To save the prediction graph over flash memory with overheads (SRAM capacity) minimized, the subsequent LBA information of each regular node is saved at the spare area of the corresponding page. It is because that the spare area of a page in current implementations has unused space, and the reading of a page usually comes with the reading of its data and spare areas simultaneously. In such a way, the accessing of the subsequent LBA information of a regular node comes with no extra cost. Since a branch node has more than one subsequent LBA's, the spare area of the corresponding page might not have enough free space to store the information. Thus, a branch table is maintained to save the subsequent LBA information of all branch nodes. The starting entry address of the branch table that corresponds to a branch node can be saved at the spare area of the corresponding page. The starting entry records the number of subsequent LBA's of the branch node, and the subsequent LBA's are stored in the entries following the starting entry. The branch table can be saved on flash memory. During the run time, the entire table can be loaded into SRAM for better performance. If there is not enough SRAM space, parts of the table can be loaded in an on-demand fashion.

=== Prefetch procedure ===
The objective of the prefetch procedure is to prefetch data from NAND based on a given prediction graph such that most data accesses occur over SRAM. The basic idea is to prefetch data by following the LBA order in the graph. In order to efficiently look up a selected page in the cache, a cyclic queue is adopted in the cache management. Data prefetched from NAND flash is enqueued, while those transferred to the host is dequeued, on the other hand. The prefetch procedure is done in a greedy way: Let P1 be the last prefetched page. If P1 corresponds to a regular node, then the page that corresponds to the subsequent LBA is prefetched. If P1 corresponds to a branch node, then the procedure should prefetch pages by following all possible next LBA links in an equal base and a round-robin way.

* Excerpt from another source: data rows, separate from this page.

use crate::Error;
use crate::Node;
use crate::Result;
use crate::Seed;
use petgraph::graph::NodeIndex;
use petgraph::graph::UnGraph;
use petgraph::visit::EdgeRef;
use rand::Rng;
use rand::SeedableRng;
use rand::rngs::SmallRng;

/// Undirected graph with positive integer edge weights.
#[derive(Debug, Clone)]
pub struct Weighted {
    inner: UnGraph<(), u32>,
}

impl Weighted {
    /// Erdős–Rényi G(n, p) with weights uniform in `1..=max_weight`.
    pub fn random(n: usize, p: f64, max_weight: u32, seed: Seed) -> Result<Self> {
        if n == 0 {
            return Err(Error::parameter("graph must have at least one node"));
        }
        if !(0.0..=1.0).contains(&p) {
            return Err(Error::parameter(format!("edge probability {} outside [0, 1]", p)));
        }
        if max_weight == 0 {
            return Err(Error::parameter("maximum weight must be positive"));
        }
        let ref mut rng = SmallRng::seed_from_u64(seed);
        let mut edges = Vec::new();
        for a in 0..n {
            for b in (a + 1)..n {
                if rng.random_bool(p) {
                    edges.push((a, b, rng.random_range(1..=max_weight)));
                }
            }
        }
        Ok(Self::from((n, edges)))
    }
    pub fn node_count(&self) -> usize {
        self.inner.node_count()
    }
    pub fn edge_count(&self) -> usize {
        self.inner.edge_count()
    }
    pub fn nodes(&self) -> std::ops::Range<Node> {
        0..self.node_count()
    }
    pub fn weight(&self, a: Node, b: Node) -> Option<u32> {
        if a >= self.node_count() || b >= self.node_count() {
            return None;
        }
        self.inner
            .find_edge(NodeIndex::new(a), NodeIndex::new(b))
            .and_then(|e| self.inner.edge_weight(e))
            .copied()
    }
    /// Weighted neighbours of `node`.
    pub fn incident(&self, node: Node) -> impl Iterator<Item = (Node, u32)> + '_ {
        self.inner
            .edges(NodeIndex::new(node))
            .map(move |e| {
                let other = if e.source().index() == node {
                    e.target()
                } else {
                    e.source()
                };
                (other.index(), *e.weight())
            })
    }
    /// Edges as `(a, b, w)`.
    pub fn edges(&self) -> impl Iterator<Item = (Node, Node, u32)> + '_ {
        self.inner
            .edge_references()
            .map(|e| (e.source().index(), e.target().index(), *e.weight()))
    }
    /// Weight from `node` to its own side and to the other side.
    ///
    /// `side[v]` tells which half `v` is on.
    pub fn sides(&self, node: Node, side: &[bool]) -> (u32, u32) {
        self.incident(node)
            .fold((0, 0), |(own, other), (neighbor, w)| {
                if side[neighbor] == side[node] {
                    (own + w, other)
                } else {
                    (own, other + w)
                }
            })
    }
}

impl From<(usize, Vec<(Node, Node, u32)>)> for Weighted {
    fn from((n, edges): (usize, Vec<(Node, Node, u32)>)) -> Self {
        let mut inner = UnGraph::<(), u32>::with_capacity(n, edges.len());
        (0..n).for_each(|_| {
            inner.add_node(());
        });
        for (a, b, w) in edges {
            inner.update_edge(NodeIndex::new(a), NodeIndex::new(b), w);
        }
        Self { inner }
    }
}

#[cfg(test)]
mod tests {
    use super::*;

    #[test]
    fn weights_within_bounds() {
        let graph = Weighted::random(12, 0.7, 10, 12).expect("valid parameters");
        assert_eq!(graph.node_count(), 12);
        assert!(graph.edges().all(|(a, b, w)| a != b && (1..=10).contains(&w)));
    }

    #[test]
    fn deterministic_under_seed() {
        let a = Weighted::random(15, 0.5, 5, 3).expect("valid parameters");
        let b = Weighted::random(15, 0.5, 5, 3).expect("valid parameters");
        assert_eq!(a.edges().collect::<Vec<_>>(), b.edges().collect::<Vec<_>>());
    }

    #[test]
    fn extreme_probabilities() {
        let empty = Weighted::random(6, 0.0, 3, 0).expect("valid parameters");
        let full = Weighted::random(6, 1.0, 3, 0).expect("valid parameters");
        assert_eq!(empty.edge_count(), 0);
        assert_eq!(full.edge_count(), 15);
    }

    #[test]
    fn sides_split_incident_weight() {
        let graph = Weighted::from((3, vec![(0, 1, 4), (0, 2, 7), (1, 2, 1)]));
        let side = [true, true, false];
        assert_eq!(graph.sides(0, &side), (4, 7));
        assert_eq!(graph.sides(2, &side), (0, 8));
        assert_eq!(graph.weight(2, 0), Some(7));
        assert_eq!(graph.weight(2, 3), None);
    }

    #[test]
    fn rejects_bad_parameters() {
        assert!(Weighted::random(0, 0.5, 3, 0).is_err());
        assert!(Weighted::random(4, 1.5, 3, 0).is_err());
        assert!(Weighted::random(4, 0.5, 0, 0).is_err());
    }
}
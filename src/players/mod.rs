//! Player strategies and the registry that builds them by name.
//!
//! ## Implementations
//!
//! - [`FirstForeign`] — First neighbour carrying another label
//! - [`RandomForeign`] — Uniform foreign neighbour from the player's own generator
//! - [`Hub`] — Foreign neighbour of highest degree
//! - [`Idle`] — Always passes
//! - [`Human`] — Interactive selection on the terminal (requires `cli` feature)
mod foreign;
mod hub;
#[cfg(feature = "cli")]
mod human;
mod idle;
mod random;
mod registry;
mod strategy;

pub use foreign::*;
pub use hub::*;
#[cfg(feature = "cli")]
pub use human::*;
pub use idle::*;
pub use random::*;
pub use registry::*;
pub use strategy::*;
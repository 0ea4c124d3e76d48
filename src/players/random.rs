use super::*;
use crate::Label;
use crate::Node;
use crate::Seed;
use crate::View;
use rand::SeedableRng;
use rand::rngs::SmallRng;
use rand::seq::IndexedRandom;

/// Converts a foreign neighbour drawn uniformly from the seat's own generator.
///
/// The generator is reseeded in [`initialize`](Strategy::initialize), so two
/// matches with the same seed replay the same choices.
#[derive(Debug, Clone)]
pub struct RandomForeign {
    label: Option<Label>,
    rng: SmallRng,
}

impl Default for RandomForeign {
    fn default() -> Self {
        Self {
            label: None,
            rng: SmallRng::seed_from_u64(0),
        }
    }
}

impl Strategy for RandomForeign {
    fn name(&self) -> &str {
        "random-foreign"
    }
    fn initialize(&mut self, _: View<'_>, _: usize, label: Label, seed: Seed) {
        self.label = Some(label);
        self.rng = SmallRng::seed_from_u64(seed);
    }
    fn decide(&mut self, view: View<'_>, focal: Node) -> Option<Node> {
        let label = self.label.unwrap_or_else(|| view.label(focal));
        view.foreign(focal, label).choose(&mut self.rng).copied()
    }
}

#[cfg(test)]
mod tests {
    use super::*;
    use crate::Graph;
    use crate::State;

    fn state() -> State {
        let graph = Graph::barabasi(16, 3, 8).expect("valid parameters");
        let labels = (0..16).map(|i| Label::new(i % 2)).collect();
        State::new(graph, 2, labels).expect("consistent")
    }

    #[test]
    fn only_foreign_neighbors() {
        let ref state = state();
        let mut strategy = RandomForeign::default();
        strategy.initialize(state.view(), 0, Label::new(0), 17);
        for focal in state.graph().nodes() {
            if let Some(target) = strategy.decide(state.view(), focal) {
                assert!(state.graph().is_neighbor(focal, target));
                assert_ne!(state.label(target), Label::new(0));
            }
        }
    }

    #[test]
    fn replays_under_seed() {
        let ref state = state();
        let mut a = RandomForeign::default();
        let mut b = RandomForeign::default();
        a.initialize(state.view(), 0, Label::new(1), 5);
        b.initialize(state.view(), 0, Label::new(1), 5);
        let xs = state.graph().nodes().map(|n| a.decide(state.view(), n)).collect::<Vec<_>>();
        let ys = state.graph().nodes().map(|n| b.decide(state.view(), n)).collect::<Vec<_>>();
        assert_eq!(xs, ys);
    }
}
use super::*;
use crate::State;

/// Hook invoked after every turn of an interactive match.
///
/// Observers see the state read-only and cannot influence the outcome; they
/// exist for pacing and rendering.
pub trait Observer {
    fn observe(&mut self, state: &State, turn: &Turn);
}

/// Does nothing. Used for batch matches.
#[derive(Debug, Clone, Copy, Default)]
pub struct Silent;

impl Observer for Silent {
    fn observe(&mut self, _: &State, _: &Turn) {}
}

/// Prints every turn and blocks until Enter is pressed.
#[cfg(feature = "cli")]
#[derive(Debug, Clone, Copy, Default)]
pub struct Pacer;

#[cfg(feature = "cli")]
impl Observer for Pacer {
    fn observe(&mut self, state: &State, turn: &Turn) {
        use colored::Colorize;
        let line = turn.to_string();
        match turn.record {
            Some(record) if record.is_capture() => println!("{}", line.bold()),
            _ => println!("{}", line.dimmed()),
        }
        println!("{}", Self::status(state, turn));
        if let Err(e) = dialoguer::Input::<String>::new()
            .with_prompt("Press Enter to continue")
            .allow_empty(true)
            .report(false)
            .interact_text()
        {
            log::warn!("[pacer] prompt failed: {}", e);
        }
    }
}

#[cfg(feature = "cli")]
impl Pacer {
    /// Step, surviving labels, and their node counts.
    pub fn status(state: &State, turn: &Turn) -> String {
        let counts = state
            .counts()
            .into_iter()
            .enumerate()
            .filter(|&(_, c)| c > 0)
            .map(|(i, c)| format!("{}:{}", crate::Label::from(i), c))
            .collect::<Vec<String>>()
            .join(" ");
        format!(
            "Step: {}, Number of labels: {}, Counts: {}",
            turn.step,
            state.distinct(),
            counts
        )
    }
}

#[cfg(all(test, feature = "cli"))]
mod tests {
    use super::*;
    use crate::Graph;
    use crate::Label;

    #[test]
    fn status_lists_surviving_labels() {
        let graph = Graph::barabasi(5, 1, 0).expect("valid parameters");
        let labels = [0, 0, 2, 2, 2].map(Label::new).to_vec();
        let state = State::new(graph, 3, labels).expect("consistent");
        let turn = Turn {
            step: 4,
            focal: 2,
            label: Label::new(2),
            choice: None,
            record: None,
        };
        assert!(turn.is_pass());
        assert_eq!(
            Pacer::status(&state, &turn),
            "Step: 4, Number of labels: 2, Counts: A:2 C:3"
        );
    }
}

==2D NAND replacement by 3D NAND==
As of 2021, 2D NAND replacement by 3D NAND has commenced. 3D NAND has the advantages of lower cost per bit and the latest controller technology for better reliability. Consequently, even at the low GB level, 3D NAND is the preferred option for code storage.
==Implementations==
Modern iOS and Android smartphones, such as iPhone 7 and later, do not usually use a dedicated NOR flash in the boot process; in such boot process, the CPU / SoC built-in Boot ROM will find and load boot loader from NAND flash such as eUFS. Such boot process is called "NOR less".